Carr Takes Advantage of the Many Ways to Give and Touches Many Lives
Elsie Raye Rigney Carr's family has been associated with this university for nearly a century. Mrs. Carr's parents both graduated from New Mexico College of Agriculture and Mechanic Arts in 1911. After a brief stint as the county agricultural agent in Chavez County, her father was offered a position as a professor in the horticulture department at New Mexico A&M, so the family returned to Las Cruces.
Mrs. Carr was the oldest of four children, and it was just understood that they would go to college before they did anything else. She enjoyed her college days very much. She was a member of Zeta Alpha sorority and the International Relations Club, and she had a part in the senior play. When the Aggie football team, coached by her Uncle Jerry Hines, won the Border Conference and was selected to play in the first Sun Bowl game in El Paso, Mrs. Carr was elected to represent the college as a Sun Bowl princess.
Mrs. Carr graduated as valedictorian of her class in 1936 with a degree in English. She taught school in Las Cruces for a year before securing a job with the Soil Conservation Service, first in Albuquerque and then in Amarillo, Texas. There she met and married a young doctor. With the start of World War II, he became a flight surgeon with the Navy, causing the family to move several times.

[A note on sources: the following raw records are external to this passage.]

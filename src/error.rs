//! Error taxonomy for problem construction and solver lifecycle

use thiserror::Error;

/// Errors raised while declaring items, adding options or driving the solver
/// lifecycle. The search itself never fails; an unsolvable problem is
/// reported as exhaustion, not as an error.
#[derive(Debug, Error, PartialEq, Eq)]
pub enum XccError {
    /// An item name was declared twice.
    #[error("item '{0}' is already declared")]
    DuplicateItem(String),

    /// An option was added without any items.
    #[error("option '{0}' has no items")]
    EmptyOption(String),

    /// An option references the same item more than once.
    #[error("option '{option}' references item '{item}' more than once")]
    DuplicateItemInOption { option: String, item: String },

    /// An option references an item that was never declared while implicit
    /// declaration is disabled.
    #[error("option '{option}' references undeclared item '{item}'")]
    UnknownItem { option: String, item: String },

    /// A color id falls outside the declared color domain of an item.
    #[error("color {color} is outside the domain of item '{item}' (1..={domain})")]
    ColorDomainViolation {
        item: String,
        color: u32,
        domain: u32,
    },

    /// A color value is too large for the matrix node representation.
    #[error("color {color} on item '{item}' in option '{option}' exceeds the supported maximum")]
    ColorOutOfRange {
        option: String,
        item: String,
        color: u32,
    },

    /// A color was attached to a primary item.
    #[error("option '{option}' assigns a color to primary item '{item}'")]
    ColorOnPrimaryItem { option: String, item: String },

    /// A color was supplied while the solver runs in plain exact-cover mode.
    #[error("option '{0}' carries a color, but the solver mode is colorless")]
    ColorNotAllowed(String),

    /// The registry or option table was mutated after solving started.
    #[error("cannot {0} once solving has started; call reset() first")]
    InvalidState(&'static str),
}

When he shipped out, she got a job with her former Amarillo employer who was moving to Washington, D.C., to take a position with a new international relief agency. Mrs. Carr's first marriage ended shortly after the war. She and her son Michael stayed in Washington until 1954 when she accepted a position with the Ford Foundation and moved to Djakarta, Indonesia. There she met Dr. Jesse Carr who had come with a team from the University of California, San Francisco to help the Indonesians modernize their medical school. After their two-year appointments ended, they returned to the United States, married and settled in San Rafael, Calif.
With many members of her family living in the Mesilla Valley, Mrs. Carr returned often to visit and maintained her connections with NMSU. Our campus has many reminders of her personal generosity. In 1973 she made a gift in honor of her mother to erect the sundial that stands at the east end of the Horseshoe.
In 1992, she created a four-year full scholarship for a female student selected through the President's Associates scholarship program. To date, four women have earned their degrees with this award. Her next investment came in 1998 during the campaign to renovate the old YMCA building and create a permanent home for the Honors program. The commons room in that building is named for the Rigney-Hines family.
The NMSU Foundation awarded her its Branding Iron in 2004 in recognition of her many gifts and her service to the university as a member of the NMSU Foundation board.